Many vegetables are more watery than lean meats and so contrast even more strikingly with the fats. An ounce of clear fat pork is equal in fuel value to about two pounds of cabbage; an ounce of olive oil to over three pounds of lettuce.

In connection with such comparisons of fuel value, however, it should be emphasized that the fuel value of a food, while of primary importance, is not alone a complete measure of its nutritive value, which will depend in part also upon the amounts and forms of nitrogen, phosphorus, iron, and various other essential elements furnished by the food.

In order to indicate relative richness in nitrogenous constituents (protein), it is not uncommon to state the "nutritive ratio" along with the fuel value of a food. The "nutritive ratio" or "nutrient ratio" is the ratio of non-nitrogenous to nitrogenous nutrients, compared on the basis of fuel values. Since the fuel values of carbohydrates and protein are taken as equal (4 Calories per gram), and that of fats as 2¼ times as great (9 Calories per gram), the nutritive or nutrient ratio may be shown as follows:

Carbohydrate + 2¼Fat : Protein :: x : 1; or the ratio may be expressed in the form of a fraction:

Carbohydrate + 2¼ Fat Protein.

These expressions can, of course, be applied equally well to percentages or to weights of nutrients.

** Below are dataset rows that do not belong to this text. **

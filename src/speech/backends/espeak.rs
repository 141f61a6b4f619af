//! espeak-ng backend
//!
//! Runs one espeak-ng process per utterance. This is the fallback on Linux
//! when Speech Dispatcher is missing, and the preferred backend on WSL with
//! WSLg, where PulseAudio is reachable through /mnt/wslg/PulseServer.
//!
//! Unlike the native engines, a child process can be paused in place:
//! SIGSTOP freezes it mid-sentence and SIGCONT picks up where it left off.
//!
//! Dependencies:
//! - espeak-ng (install with: sudo apt install espeak-ng)
//! - PulseAudio client libraries (usually pre-installed with WSLG)

use crate::platform::is_wsl;
use crate::speech::{
    Narrator, NarratorEvent, NarratorFeatures, SpeechErrorKind, UtteranceId, UtteranceRequest,
};
use crate::{NarrateError, Result};
use log::{debug, error, info, warn};
use nix::sys::signal::{kill, Signal};
use nix::unistd::Pid;
use std::io::Write;
use std::process::{Child, Command, Stdio};
use std::sync::atomic::{AtomicBool, Ordering};
use std::sync::mpsc::Sender;
use std::sync::{Arc, Mutex};
use std::thread;
use std::time::Duration;

/// How often a running process is checked for exit
const WATCH_INTERVAL: Duration = Duration::from_millis(50);

/// The espeak-ng process behind the live utterance
struct Running {
    id: UtteranceId,
    pid: Pid,
    child: Arc<Mutex<Child>>,
    cancelled: Arc<AtomicBool>,
}

/// espeak-ng narrator
pub struct EspeakNarrator {
    /// Process speaking the current utterance
    current: Option<Running>,

    /// Lifecycle signal channel
    events: Sender<NarratorEvent>,

    /// Path to espeak-ng
    espeak_path: String,

    next_id: u64,
}

impl EspeakNarrator {
    /// Setup PulseAudio server environment
    ///
    /// Auto-detects WSLG PulseAudio server and sets PULSE_SERVER if needed.
    /// Returns error with helpful message if PulseAudio is not available.
    fn setup_pulseaudio() -> Result<()> {
        const WSLG_PULSE_PATH: &str = "/mnt/wslg/PulseServer";

        if std::env::var("PULSE_SERVER").is_ok() {
            debug!("PULSE_SERVER already set via environment");
            return Ok(());
        }

        if std::path::Path::new(WSLG_PULSE_PATH).exists() {
            info!("Auto-detected WSLG PulseAudio server at {}", WSLG_PULSE_PATH);
            std::env::set_var("PULSE_SERVER", WSLG_PULSE_PATH);
            return Ok(());
        }

        if is_wsl() {
            warn!("WSLG PulseAudio server not found at {}", WSLG_PULSE_PATH);
            warn!("Make sure WSLg is installed and running, or set PULSE_SERVER");
            return Err(NarrateError::Speech(
                "PulseAudio server not found. Install WSLg or set PULSE_SERVER environment variable.".to_string()
            ));
        }

        // Native Linux: let espeak-ng use the default PulseAudio socket
        debug!("Running on native Linux - PulseAudio will use default configuration");
        Ok(())
    }

    /// Create a new espeak-ng narrator
    ///
    /// Verifies espeak-ng and PulseAudio are available
    pub fn new(events: Sender<NarratorEvent>) -> Result<Self> {
        debug!("Creating espeak-ng backend");

        Self::setup_pulseaudio()?;

        let espeak_path = Self::find_espeak()?;
        debug!("Found espeak-ng at: {}", espeak_path);

        Ok(Self {
            current: None,
            events,
            espeak_path,
            next_id: 0,
        })
    }

    /// Find espeak-ng executable
    fn find_espeak() -> Result<String> {
        for path in ["espeak-ng", "/usr/bin/espeak-ng"] {
            if let Ok(status) = Command::new(path)
                .arg("--version")
                .stdout(Stdio::null())
                .stderr(Stdio::null())
                .status()
            {
                if status.success() {
                    return Ok(path.to_string());
                }
            }
        }

        Err(NarrateError::Speech(
            "espeak-ng not found. Install with: sudo apt install espeak-ng".to_string(),
        ))
    }

    /// Convert rate (0-100) to espeak speed (80-450 wpm)
    fn rate_to_speed(rate: u8) -> u16 {
        // 0 = 80 wpm, 50 = 265 wpm, 100 = 450 wpm
        80 + (u16::from(rate.min(100)) * 370 / 100)
    }

    /// Convert pitch (0-100) to espeak pitch (0-99)
    fn pitch_to_espeak(pitch: u8) -> u8 {
        ((u16::from(pitch.min(100)) * 99) / 100) as u8
    }

    /// Convert volume (0.0-1.0) to espeak amplitude (0-200)
    fn volume_to_amplitude(volume: f32) -> u8 {
        (volume.clamp(0.0, 1.0) * 200.0).round() as u8
    }

    /// espeak-ng voice name for a language tag ("en-US" -> "en-us")
    fn voice_for_language(language: &str) -> String {
        if language.trim().is_empty() {
            "en".to_string()
        } else {
            language.trim().to_lowercase()
        }
    }

    /// Kill the running process, if any
    ///
    /// The watcher thread reaps it and reports the cancellation.
    fn cancel_process(&mut self) {
        if let Some(running) = self.current.take() {
            debug!("Killing espeak-ng process for {}", running.id);
            running.cancelled.store(true, Ordering::SeqCst);
            if let Ok(mut child) = running.child.lock() {
                if let Err(e) = child.kill() {
                    debug!("Failed to kill espeak-ng process: {}", e);
                }
            }
        }
    }

    /// Report how the process for `id` finished
    fn watch(
        id: UtteranceId,
        child: Arc<Mutex<Child>>,
        cancelled: Arc<AtomicBool>,
        events: Sender<NarratorEvent>,
    ) {
        thread::spawn(move || loop {
            thread::sleep(WATCH_INTERVAL);

            let status = match child.lock() {
                Ok(mut child) => child.try_wait(),
                Err(_) => return,
            };

            let event = match status {
                Ok(None) => continue,
                Ok(Some(_)) if cancelled.load(Ordering::SeqCst) => {
                    NarratorEvent::error(id, SpeechErrorKind::Canceled)
                }
                Ok(Some(status)) if status.success() => NarratorEvent::ended(id),
                Ok(Some(status)) => NarratorEvent::error(
                    id,
                    SpeechErrorKind::Failed(format!("espeak-ng exited with {}", status)),
                ),
                Err(e) => NarratorEvent::error(
                    id,
                    SpeechErrorKind::Failed(format!("Lost track of espeak-ng: {}", e)),
                ),
            };

            debug!("{} finished: {:?}", id, event.kind);
            let _ = events.send(event);
            return;
        });
    }

    fn signal_current(&self, signal: Signal) -> Result<()> {
        if let Some(running) = &self.current {
            kill(running.pid, signal).map_err(|e| {
                NarrateError::Speech(format!("Failed to send {} to espeak-ng: {}", signal, e))
            })?;
        }
        Ok(())
    }
}

impl Narrator for EspeakNarrator {
    fn name(&self) -> &str {
        "espeak-ng"
    }

    fn features(&self) -> NarratorFeatures {
        NarratorFeatures {
            pause_in_place: true,
            live_volume: false,
            lifecycle_events: true,
        }
    }

    fn speak(&mut self, request: &UtteranceRequest) -> Result<UtteranceId> {
        self.cancel_process();

        self.next_id += 1;
        let id = UtteranceId(self.next_id);

        let mut cmd = Command::new(&self.espeak_path);
        cmd.arg("-v").arg(Self::voice_for_language(&request.language));
        cmd.arg("-s").arg(Self::rate_to_speed(request.rate.unwrap_or(50)).to_string());
        cmd.arg("-p").arg(Self::pitch_to_espeak(request.pitch.unwrap_or(50)).to_string());
        cmd.arg("-a").arg(Self::volume_to_amplitude(request.volume).to_string());
        cmd.arg("--stdin");

        // PULSE_SERVER was set in new() and is inherited by the child
        cmd.stdin(Stdio::piped());
        cmd.stdout(Stdio::null());
        cmd.stderr(Stdio::null());

        let mut child = cmd.spawn().map_err(|e| {
            error!("Failed to spawn espeak-ng: {}", e);
            NarrateError::SynthesisFailed(format!("Failed to start espeak-ng: {}", e))
        })?;

        // Long articles overflow the pipe buffer, so feed stdin off-thread
        if let Some(mut stdin) = child.stdin.take() {
            let text = request.text.clone();
            thread::spawn(move || {
                if let Err(e) = stdin.write_all(text.as_bytes()) {
                    debug!("espeak-ng stdin closed early: {}", e);
                }
            });
        }

        debug!("espeak-ng process {} started for {}", child.id(), id);
        let pid = Pid::from_raw(child.id() as i32);
        let child = Arc::new(Mutex::new(child));
        let cancelled = Arc::new(AtomicBool::new(false));

        Self::watch(id, Arc::clone(&child), Arc::clone(&cancelled), self.events.clone());
        self.current = Some(Running {
            id,
            pid,
            child,
            cancelled,
        });

        let _ = self.events.send(NarratorEvent::started(id));
        Ok(id)
    }

    fn cancel(&mut self) -> Result<()> {
        debug!("Canceling speech");
        self.cancel_process();
        Ok(())
    }

    fn pause(&mut self) -> Result<()> {
        debug!("Pausing speech");
        self.signal_current(Signal::SIGSTOP)
    }

    fn resume(&mut self) -> Result<()> {
        debug!("Resuming speech");
        self.signal_current(Signal::SIGCONT)
    }

    fn set_volume(&mut self, volume: f32) -> Result<()> {
        // A running process keeps its amplitude; the next utterance gets this
        debug!("Volume {} applies from the next utterance", volume);
        Ok(())
    }
}

impl Drop for EspeakNarrator {
    fn drop(&mut self) {
        debug!("Shutting down espeak-ng backend");
        self.cancel_process();
    }
}

#[cfg(test)]
mod tests {
    use super::*;
    use std::sync::mpsc;

    #[test]
    fn test_rate_conversion() {
        assert_eq!(EspeakNarrator::rate_to_speed(0), 80);
        assert_eq!(EspeakNarrator::rate_to_speed(50), 265);
        assert_eq!(EspeakNarrator::rate_to_speed(100), 450);
        assert_eq!(EspeakNarrator::rate_to_speed(255), 450);
    }

    #[test]
    fn test_pitch_conversion() {
        assert_eq!(EspeakNarrator::pitch_to_espeak(0), 0);
        assert_eq!(EspeakNarrator::pitch_to_espeak(50), 49);
        assert_eq!(EspeakNarrator::pitch_to_espeak(100), 99);
    }

    #[test]
    fn test_volume_conversion() {
        assert_eq!(EspeakNarrator::volume_to_amplitude(0.0), 0);
        assert_eq!(EspeakNarrator::volume_to_amplitude(0.5), 100);
        assert_eq!(EspeakNarrator::volume_to_amplitude(1.0), 200);
        assert_eq!(EspeakNarrator::volume_to_amplitude(3.0), 200);
    }

    #[test]
    fn test_voice_for_language() {
        assert_eq!(EspeakNarrator::voice_for_language("en-US"), "en-us");
        assert_eq!(EspeakNarrator::voice_for_language("fr"), "fr");
        assert_eq!(EspeakNarrator::voice_for_language(""), "en");
    }

    #[test]
    fn test_create_espeak_narrator() {
        let (tx, _rx) = mpsc::channel();
        match EspeakNarrator::new(tx) {
            Ok(narrator) => assert!(narrator.features().pause_in_place),
            Err(e) => println!("⚠ espeak-ng backend not available: {}", e),
        }
    }
}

The same information as is given by the statement of fuel value per pound and nutritive ratio may be obtained by comparing the weight of 100-Calorie portions and the percentages of calories supplied by protein as shown in the above table. The statement that 19 per cent of the calories of milk are furnished by protein is equivalent to giving the nutritive ratio of milk as 4.3.